Saudis oppress Muslim splinter sects, activists say

JEDDAH, Saudi Arabia -- Rabea Dahlan, a descendent of the prophet Mohammed, was deputy governor of the Muslim holy city of Mecca until three years ago, when he was jailed. Dahlan's crime, according to supporters: He belongs to a Muslim sect that doesn't conform to Saudi Arabia's state religion.

Christians and Jews routinely complain that they are not allowed to practice their faiths in Saudi Arabia. But human rights activists say the worst repression is reserved for the half-dozen Muslim sects that depart from the Wahhabi form of Islam of the ruling family.

Last week, Gwenn Okruhlik, a Saudi expert at the University of Arkansas, told a U.S. congressional hearing that Saudi Crown Prince Abdullah ''should incorporate diversity of Islam into social practice to send a message of tolerance.''

Saudis say discrimination falls upon Muslims in the western Saudi region known as the Hijaz for the waves of Hajis -- Muslim pilgrims -- who come here from other nations. Several Hijazi Muslims interviewed recently say they practice their faith secretly.

The most oppressed, rights activists say, are 1 million Saudi Shi'ites, a sect that is a majority in several other Muslim nations.

''There is institutionalized discrimination against adherents of the Shi'a branch of Islam,'' says the State Department's human rights report. But the department has not sanctioned the country, despite a recommendation two years running from the U.S. Commission on International Religious Freedom that Saudi Arabia be branded a ''country of particular concern.''

Ali Ahmed, a Saudi Shi'ite who lives in Virginia and researches Saudi human rights abuses, says there are about 200 political prisoners in his homeland, including 105 members of a Shi'ite Muslim sect called Ismailis.

Ahmed Turki al-Saab, 42, an Ismaili in the southern province of Najran, was arrested in January after he was quoted in a U.S. newspaper criticizing discrimination and remains jailed, Ahmed says.

Last year, Ahmed says, authorities imprisoned a 94-year-old Shi'ite cleric from the western city of Medina for two weeks for the ''crime'' of praying with Lebanese visitors at his farm.

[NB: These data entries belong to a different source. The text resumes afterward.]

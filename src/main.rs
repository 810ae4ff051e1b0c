use address_common::{resolve_row, simplify, ExceptionRules, RowOutcome};
use anyhow::Context;
use clap::Parser;
use std::path::Path;
use std::time::Duration;
use taoyuan_address_finder::{cli, config, interactive, launcher, lookup, runner, workbook};

use cli::{Cli, Commands};
use config::Config;
use lookup::CommandLookup;
use runner::RunOptions;
use workbook::AddressSheet;

fn load_rules(path: &Path) -> anyhow::Result<ExceptionRules> {
    let rules = ExceptionRules::load(path)
        .with_context(|| format!("例外ルールの読み込みに失敗: {}", path.display()))?;
    Ok(rules)
}

fn run_options(config: &Config, interval: Option<u64>, verbose: bool) -> RunOptions {
    RunOptions {
        city_name: config.city_name.clone(),
        pad_width: config.pad_width,
        query_interval: Duration::from_secs(interval.unwrap_or(config.query_interval_seconds)),
        verbose,
    }
}

#[tokio::main]
async fn main() -> anyhow::Result<()> {
    let cli = Cli::parse();
    let config = Config::load()?;

    match cli.command {
        Commands::Run { file, output, rules, interval, no_backup, no_open } => {
            println!("📍 address-finder - 一括查詢\n");

            let rules_path = rules.as_deref().unwrap_or(config.exception_rules_path.as_path());
            let rules = load_rules(rules_path)?;
            if cli.verbose {
                println!("  例外里: {:?}", rules.require_ling);
            }

            // 1. Excel読み込み
            println!("[1/3] Excelを読み込み中...");
            let mut sheet = AddressSheet::open(&file)
                .with_context(|| format!("Excelを開けません: {}", file.display()))?;
            println!("✔ {}件の住所を検出\n", sheet.input_addresses().len());

            match output {
                Some(output) => sheet.set_path(output),
                None if !no_backup => {
                    let backup = workbook::backup(&file)?;
                    println!("✔ バックアップ: {}\n", backup.display());
                }
                None => {}
            }

            // 2. 查詢
            println!("[2/3] 查詢中...");
            let mut lookup = CommandLookup::from_config(&config)?;
            let options = run_options(&config, interval, cli.verbose);
            let summary = runner::run_sheet(&mut sheet, &mut lookup, &rules, &options).await?;

            // 3. 集計
            println!("\n[3/3] 集計");
            println!("  總數: {}", summary.total);
            println!("  成功: {}", summary.found);
            println!("  查無結果: {}", summary.not_found);
            println!("  查詢失敗: {}", summary.failed);
            println!("  空白資料: {}", summary.blank);
            println!("\n✅ 全部完成，請查看：{}", sheet.path().display());

            if config.open_after_run && !no_open {
                if let Err(e) = launcher::open_file(sheet.path()) {
                    eprintln!("⚠ {}", e);
                }
            }
        }

        Commands::Single { rules } => {
            let rules_path = rules.as_deref().unwrap_or(config.exception_rules_path.as_path());
            let rules = load_rules(rules_path)?;
            let mut lookup = CommandLookup::from_config(&config)?;
            let options = run_options(&config, Some(0), cli.verbose);
            interactive::run_interactive(&mut lookup, &rules, &options).await?;
        }

        Commands::Simplify { address, rules } => {
            let rules_path = rules.as_deref().unwrap_or(config.exception_rules_path.as_path());
            let rules = load_rules(rules_path)?;
            let simplified = simplify(&address);
            let record = resolve_row(
                Some(&simplified),
                &address,
                RowOutcome::Found(simplified.query.clone()),
                &rules,
                &config.city_name,
            );

            println!("原地址:   {}", simplified.original);
            println!("查詢地址: {}", simplified.query);
            println!("後綴:     {}", simplified.suffix);
            println!("完整地址: {}", record.full_address);
            println!("不含鄰:   {}", record.short_address);
        }

        Commands::Config { set_lookup_command, show } => {
            let mut config = config;

            if let Some(command) = set_lookup_command {
                config.set_lookup_command(command)?;
                println!("✔ 查詢コマンドを設定しました");
            }

            if show {
                println!("設定:");
                println!("  查詢コマンド: {}", config.lookup_command.as_deref().unwrap_or("未設定"));
                println!("  引数: {}", config.lookup_args.join(" "));
                println!("  查詢URL: {}", config.lookup_url);
                println!("  タイムアウト: {}秒", config.lookup_timeout_seconds);
                println!("  查詢間隔: {}秒", config.query_interval_seconds);
                println!("  市名: {}", config.city_name);
                println!("  例外ルール: {}", config.exception_rules_path.display());
            }
        }
    }

    Ok(())
}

''The Shi'ites have saint cults and visit tombs,'' says Brian Evans of Amnesty International. ''The Wahhabis see this as idol worship and consider it to be almost apostasy.''

Non-Wahhabis lost out when the al-Saud tribe from the central Nejd region unified the country a century ago in alliance with the descendants of Mohammed Abdul Ibn Wahhab, an 18th-century Islamic puritan. The al-Saud gained political power; the Wahhabis got control of the mosques.

Critics say religious intolerance helped create the fanaticism of 15 Saudi hijackers in the attacks on Sept. 11. Saudi defenders say their religion is peaceful and the terrorists were ''deviants.''

But Ahmed says teachers of religion instruct impressionable young Saudis that ''all Muslims will go to hell except the Wahhabis.''

What is missing in Saudi society, says Sami Angawi, an architect in Jeddah, is ''balance. In architecture, you cannot build on two supports, you need at least three, and four is better. But our society relies on a single school of thought.''

The Saudi foreign minister, Saud al-Faisal, said in an interview that the government would soon set up an ''independent'' human rights body. Ahmed says the Saudis have talked about creating such an organization for two years. The government has declined repeated requests by foreign rights groups to send their own monitors.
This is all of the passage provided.